Overlaying the whole two weeks has been a pair of annoying colds. As we mentioned in the last posting, Louise came down with one as we approached the suburbs of NY. Those 5 days we spent at Ardsley Acres were in part to get her past the worst of it. Well, spend 24 hours a day rarely further from someone with a cold than the length of a motel room, and you're bound to be in trouble. Just as we left Ardsley, Jeff's throat started to burn, and pretty soon the rest of the symptoms followed. We ended up spending three nights in Milford PA, partly to avoid two days of rain but, as at Ardsley, to get Jeff past the worst of the cold. That low spot we hit two days ago turns out to have been Louise's last night of her cold, more or less, and Jeff now sees some hope since he's on a similar schedule, but ten days behind Louise. In short, the coughing and tiredness have played a part in dragging down our spirits of late, but hope is around the corner.
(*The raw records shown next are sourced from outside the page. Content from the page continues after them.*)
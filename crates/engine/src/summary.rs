use std::collections::{BTreeMap, BTreeSet};

use serde::Serialize;

use crate::decision::{Decision, TableKind, Verdict};
use crate::lookup::UsageId;
use crate::model::AmendmentCode;

#[derive(Debug, Clone, Serialize)]
pub struct TableSummary {
    pub kind: TableKind,
    pub table: String,
    pub rows: usize,
    pub groups: usize,
    pub approved: usize,
    pub partially_approved: usize,
    pub rejected: usize,
    pub usage_flagged: usize,
    /// Row count per verdict code.
    pub verdict_counts: BTreeMap<u8, usize>,
}

#[derive(Debug, Clone, Serialize)]
pub struct RunReport {
    pub name: String,
    pub engine_version: String,
    pub run_at: String,
    pub ledger: TableSummary,
    pub mandatory: TableSummary,
}

/// Count outcomes over one decisioned table. `codes` and `verdicts` are
/// parallel, one entry per row.
pub fn summarize(kind: TableKind, table: &str, codes: &[&AmendmentCode], verdicts: &[Verdict]) -> TableSummary {
    let mut summary = TableSummary {
        kind,
        table: table.to_string(),
        rows: verdicts.len(),
        groups: codes.iter().collect::<BTreeSet<_>>().len(),
        approved: 0,
        partially_approved: 0,
        rejected: 0,
        usage_flagged: 0,
        verdict_counts: BTreeMap::new(),
    };

    for v in verdicts {
        match v.decision {
            Decision::Approved => summary.approved += 1,
            Decision::PartiallyApproved => summary.partially_approved += 1,
            Decision::Rejected => summary.rejected += 1,
        }
        if v.usage_id == UsageId::Unique {
            summary.usage_flagged += 1;
        }
        *summary.verdict_counts.entry(v.verdict_code()).or_insert(0) += 1;
    }

    summary
}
Another factor has been the changed nature of the trip, which has led to some surprising discoveries but carried with it the stress of uncertainty. For the first hundred days of this trip, all but 7 nights were booked before we left Seattle (three places where we had lots of options for lodging and needed flexibility for route selection). The next week wasn't booked but the route was fairly fixed, and proceeded smoothly. Since leaving the NY metro area, however, we've been booking rooms only a day or two ahead, keeping an eye on the weather, and followed only a general outline of a route. This gives us flexibility, but the downside is the stress of finding those places -- for example a major re-routing when a plan to go back through New Paltz would have put us there while the local college celebrated Parents Weekend, and every motel room was booked for 50 miles out.
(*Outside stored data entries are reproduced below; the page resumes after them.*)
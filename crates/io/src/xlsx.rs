// Excel workbook adapters
//
// Read: any workbook calamine opens (xlsx, xlsm, xls, xlsb, ods).
// Write: a new xlsx built with rust_xlsxwriter. Macros, formatting and
//        sheets the run did not produce are not carried over.

use std::fs::File;
use std::io::BufReader;
use std::path::{Path, PathBuf};

use calamine::{open_workbook_auto, Data, Reader, Sheets};
use emendas_engine::{CellValue, EmendasError, Result, Table, TableSink, TableSource};
use rust_xlsxwriter::{Format, Workbook as XlsxWorkbook, Worksheet};

/// Worksheet that receives the last status message. The macro-enabled
/// workbooks this tool replaces kept their status cell there.
pub const STATUS_SHEET: &str = "Sheet1";

/// Maximum worksheet name length accepted by Excel.
const MAX_SHEET_NAME: usize = 31;

pub struct XlsxSource {
    path: PathBuf,
    workbook: Sheets<BufReader<File>>,
}

impl XlsxSource {
    pub fn open(path: &Path) -> Result<Self> {
        let workbook = open_workbook_auto(path)
            .map_err(|e| EmendasError::Io(format!("failed to open {}: {}", path.display(), e)))?;
        log::debug!("opened {} ({} sheet(s))", path.display(), workbook.sheet_names().len());
        Ok(Self {
            path: path.to_path_buf(),
            workbook,
        })
    }

    pub fn sheet_names(&self) -> Vec<String> {
        self.workbook.sheet_names().to_vec()
    }
}

impl TableSource for XlsxSource {
    /// The worksheet's used range; its first row is the header.
    fn read_table(&mut self, name: &str) -> Result<Table> {
        if !self.workbook.sheet_names().iter().any(|s| s == name) {
            return Err(EmendasError::Io(format!(
                "{}: no worksheet named '{}'",
                self.path.display(),
                name
            )));
        }

        let range = self
            .workbook
            .worksheet_range(name)
            .map_err(|e| EmendasError::Io(format!("failed to read sheet '{}': {}", name, e)))?;

        let mut rows = range.rows();
        let header = rows.next().ok_or_else(|| EmendasError::MalformedTable {
            table: name.to_string(),
            reason: "worksheet is empty".into(),
        })?;

        let mut table = Table::new(header.iter().map(|d| cell_from_data(d).raw_display()).collect());
        for row in rows {
            table.push_row(row.iter().map(cell_from_data).collect());
        }

        log::debug!("{}: read {} row(s) x {} column(s)", name, table.len(), table.width());
        Ok(table)
    }
}

fn cell_from_data(data: &Data) -> CellValue {
    match data {
        Data::Empty => CellValue::Empty,
        Data::String(s) => {
            if s.trim().is_empty() {
                CellValue::Empty
            } else {
                CellValue::Text(s.clone())
            }
        }
        Data::Float(n) => CellValue::Number(*n),
        Data::Int(n) => CellValue::Number(*n as f64),
        Data::Bool(b) => CellValue::Text(if *b { "TRUE" } else { "FALSE" }.into()),
        Data::Error(e) => CellValue::Text(format!("#{:?}", e)),
        // Serial number, as the sheet's formulas would see it
        Data::DateTime(dt) => CellValue::Number(dt.as_f64()),
        Data::DateTimeIso(s) => CellValue::Text(s.clone()),
        Data::DurationIso(s) => CellValue::Text(s.clone()),
    }
}

/// Collects written tables and saves them as one xlsx on [`XlsxSink::finish`].
/// Dropping the sink without finishing writes nothing.
pub struct XlsxSink {
    path: PathBuf,
    tables: Vec<(String, Table)>,
    status: Option<String>,
}

impl XlsxSink {
    pub fn create(path: &Path) -> Result<Self> {
        let is_xlsx = path
            .extension()
            .and_then(|e| e.to_str())
            .is_some_and(|e| e.eq_ignore_ascii_case("xlsx"));
        if !is_xlsx {
            return Err(EmendasError::Io(format!(
                "{}: workbook output must be an .xlsx file",
                path.display()
            )));
        }
        Ok(Self {
            path: path.to_path_buf(),
            tables: Vec::new(),
            status: None,
        })
    }

    pub fn path(&self) -> &Path {
        &self.path
    }

    /// Save the buffered tables, in write order, followed by the status sheet.
    pub fn finish(self) -> Result<()> {
        if self.tables.is_empty() {
            log::warn!("{}: nothing to save", self.path.display());
            return Ok(());
        }

        let mut workbook = XlsxWorkbook::new();
        let header_format = Format::new().set_bold();

        for (name, table) in &self.tables {
            let worksheet = workbook
                .add_worksheet()
                .set_name(name)
                .map_err(|e| EmendasError::Io(format!("failed to create sheet '{}': {}", name, e)))?;
            write_sheet(worksheet, table, &header_format)
                .map_err(|e| EmendasError::Io(format!("failed to write sheet '{}': {}", name, e)))?;
        }

        if let Some(status) = &self.status {
            if self.tables.iter().any(|(name, _)| name == STATUS_SHEET) {
                log::warn!("status sheet '{STATUS_SHEET}' collides with a table; status not saved");
            } else {
                workbook
                    .add_worksheet()
                    .set_name(STATUS_SHEET)
                    .and_then(|ws| ws.write_string(0, 0, status))
                    .map_err(|e| EmendasError::Io(format!("failed to write status: {}", e)))?;
            }
        }

        workbook
            .save(&self.path)
            .map_err(|e| EmendasError::Io(format!("failed to save {}: {}", self.path.display(), e)))?;
        log::info!("saved {} sheet(s) to {}", self.tables.len(), self.path.display());
        Ok(())
    }
}

impl TableSink for XlsxSink {
    fn write_table(&mut self, name: &str, table: &Table) -> Result<()> {
        if name.is_empty() || name.chars().count() > MAX_SHEET_NAME {
            return Err(EmendasError::Io(format!(
                "'{name}' is not a valid worksheet name (1 to {MAX_SHEET_NAME} characters)"
            )));
        }
        match self.tables.iter_mut().find(|(n, _)| n == name) {
            Some((_, existing)) => *existing = table.clone(),
            None => self.tables.push((name.to_string(), table.clone())),
        }
        Ok(())
    }

    fn notify(&mut self, message: &str) -> Result<()> {
        log::info!("status: {message}");
        self.status = Some(message.to_string());
        Ok(())
    }
}

fn write_sheet(
    worksheet: &mut Worksheet,
    table: &Table,
    header_format: &Format,
) -> std::result::Result<(), rust_xlsxwriter::XlsxError> {
    for (col, name) in table.columns.iter().enumerate() {
        worksheet.write_string_with_format(0, col as u16, name, header_format)?;
    }

    for (row_idx, row) in table.rows.iter().enumerate() {
        let row32 = (row_idx + 1) as u32;
        for (col, cell) in row.iter().enumerate() {
            let col16 = col as u16;
            match cell {
                CellValue::Empty => {}
                CellValue::Text(s) => {
                    worksheet.write_string(row32, col16, s)?;
                }
                CellValue::Number(n) => {
                    worksheet.write_number(row32, col16, *n)?;
                }
            }
        }
    }

    Ok(())
}

#[cfg(test)]
mod tests {
    use super::*;
    use tempfile::tempdir;

    fn sample() -> Table {
        Table::from_rows(
            vec!["Emenda".into(), "Funcional".into(), "Tem parcela impositiva?".into()],
            vec![
                vec![CellValue::Number(101.0), CellValue::Text("10.302.5018.7001".into()), CellValue::Text("-".into())],
                vec![CellValue::Empty, CellValue::Empty, CellValue::Number(50.25)],
            ],
        )
    }

    #[test]
    fn test_sink_saves_and_source_reads_back() {
        let dir = tempdir().unwrap();
        let path = dir.path().join("resultado.xlsx");

        let mut sink = XlsxSink::create(&path).unwrap();
        sink.write_table("Relator", &sample()).unwrap();
        sink.notify("processing started").unwrap();
        sink.notify("completed successfully").unwrap();
        sink.finish().unwrap();

        let mut source = XlsxSource::open(&path).unwrap();
        assert_eq!(source.sheet_names(), vec!["Relator", STATUS_SHEET]);

        let table = source.read_table("Relator").unwrap();
        assert_eq!(table.columns, sample().columns);
        assert_eq!(table.rows[0][0], CellValue::Number(101.0));
        assert_eq!(table.rows[0][2], CellValue::Text("-".into()));
        assert_eq!(table.rows[1][2], CellValue::Number(50.25));

        let status = source.read_table(STATUS_SHEET).unwrap();
        assert_eq!(status.columns, vec!["completed successfully"]);
    }

    #[test]
    fn test_rewrite_replaces_buffered_table() {
        let dir = tempdir().unwrap();
        let path = dir.path().join("out.xlsx");
        let mut sink = XlsxSink::create(&path).unwrap();
        sink.write_table("Relator", &Table::new(vec!["old".into()])).unwrap();
        sink.write_table("Relator", &sample()).unwrap();
        assert_eq!(sink.tables.len(), 1);
        assert_eq!(sink.tables[0].1.columns[0], "Emenda");
    }

    #[test]
    fn test_unfinished_sink_writes_nothing() {
        let dir = tempdir().unwrap();
        let path = dir.path().join("out.xlsx");
        let mut sink = XlsxSink::create(&path).unwrap();
        sink.write_table("Relator", &sample()).unwrap();
        drop(sink);
        assert!(!path.exists());
    }

    #[test]
    fn test_finish_without_tables_saves_nothing() {
        let dir = tempdir().unwrap();
        let path = dir.path().join("out.xlsx");
        let mut sink = XlsxSink::create(&path).unwrap();
        sink.notify("processing failed").unwrap();
        sink.finish().unwrap();
        assert!(!path.exists());
    }

    #[test]
    fn test_output_must_be_xlsx() {
        let err = XlsxSink::create(Path::new("out.xlsm")).err().unwrap();
        assert!(matches!(err, EmendasError::Io(_)));
    }

    #[test]
    fn test_sheet_name_too_long() {
        let mut sink = XlsxSink::create(Path::new("out.xlsx")).unwrap();
        let err = sink.write_table(&"x".repeat(32), &sample()).unwrap_err();
        assert!(matches!(err, EmendasError::Io(_)));
        // Excel's limit is in characters, not bytes.
        sink.write_table("Relator - Coletivas Apropriação", &sample()).unwrap();
    }

    #[test]
    fn test_missing_worksheet() {
        let dir = tempdir().unwrap();
        let path = dir.path().join("in.xlsx");
        let mut sink = XlsxSink::create(&path).unwrap();
        sink.write_table("Relator", &sample()).unwrap();
        sink.finish().unwrap();

        let err = XlsxSource::open(&path).unwrap().read_table("Bancada").unwrap_err();
        assert!(err.to_string().contains("no worksheet named 'Bancada'"));
    }

    #[test]
    fn test_data_conversion() {
        assert_eq!(cell_from_data(&Data::Int(7)), CellValue::Number(7.0));
        assert_eq!(cell_from_data(&Data::String("  ".into())), CellValue::Empty);
        assert_eq!(cell_from_data(&Data::Bool(true)), CellValue::Text("TRUE".into()));
    }
}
On the other hand, not knowing exactly where we're going to route ourselves has meant we've had some wonderful surprises, and Milford PA was one of them. Given our health we decided to lower the mileage each day, and Milford was 25 miles from an overnight in Wurtsboro NY, a tad short but not something to argue with under the circumstances. We woke up that morning, however, to a beautiful Fall day, cool and crisp and with a 10-15 mph tailwind. The road was one we hadn't researched thoroughly, but it turned out to have a wide shoulder, exceptionally smooth pavement, and almost no hills. We were in biking heaven, and covered those 25 miles in less than an hour and a half. We thought maybe we shouldn't have been so cautious about the mileage, but the next town with lodging was another 30 miles away so we decided to make the best of it. Good choice -- Milford was charming! The town itself was attractive, with a number of well-preserved and interesting homes and public buildings. Near the heart of town is a mid-19th century hotel now known as the Hotel Fauchere, run by the ultra-elegant Relais & Chateaux firm. We were charmed as we walked home from dinner one night past these pumpkins carved by their kitchen staff for an in-house contest. Our favorite was the large spider on the right.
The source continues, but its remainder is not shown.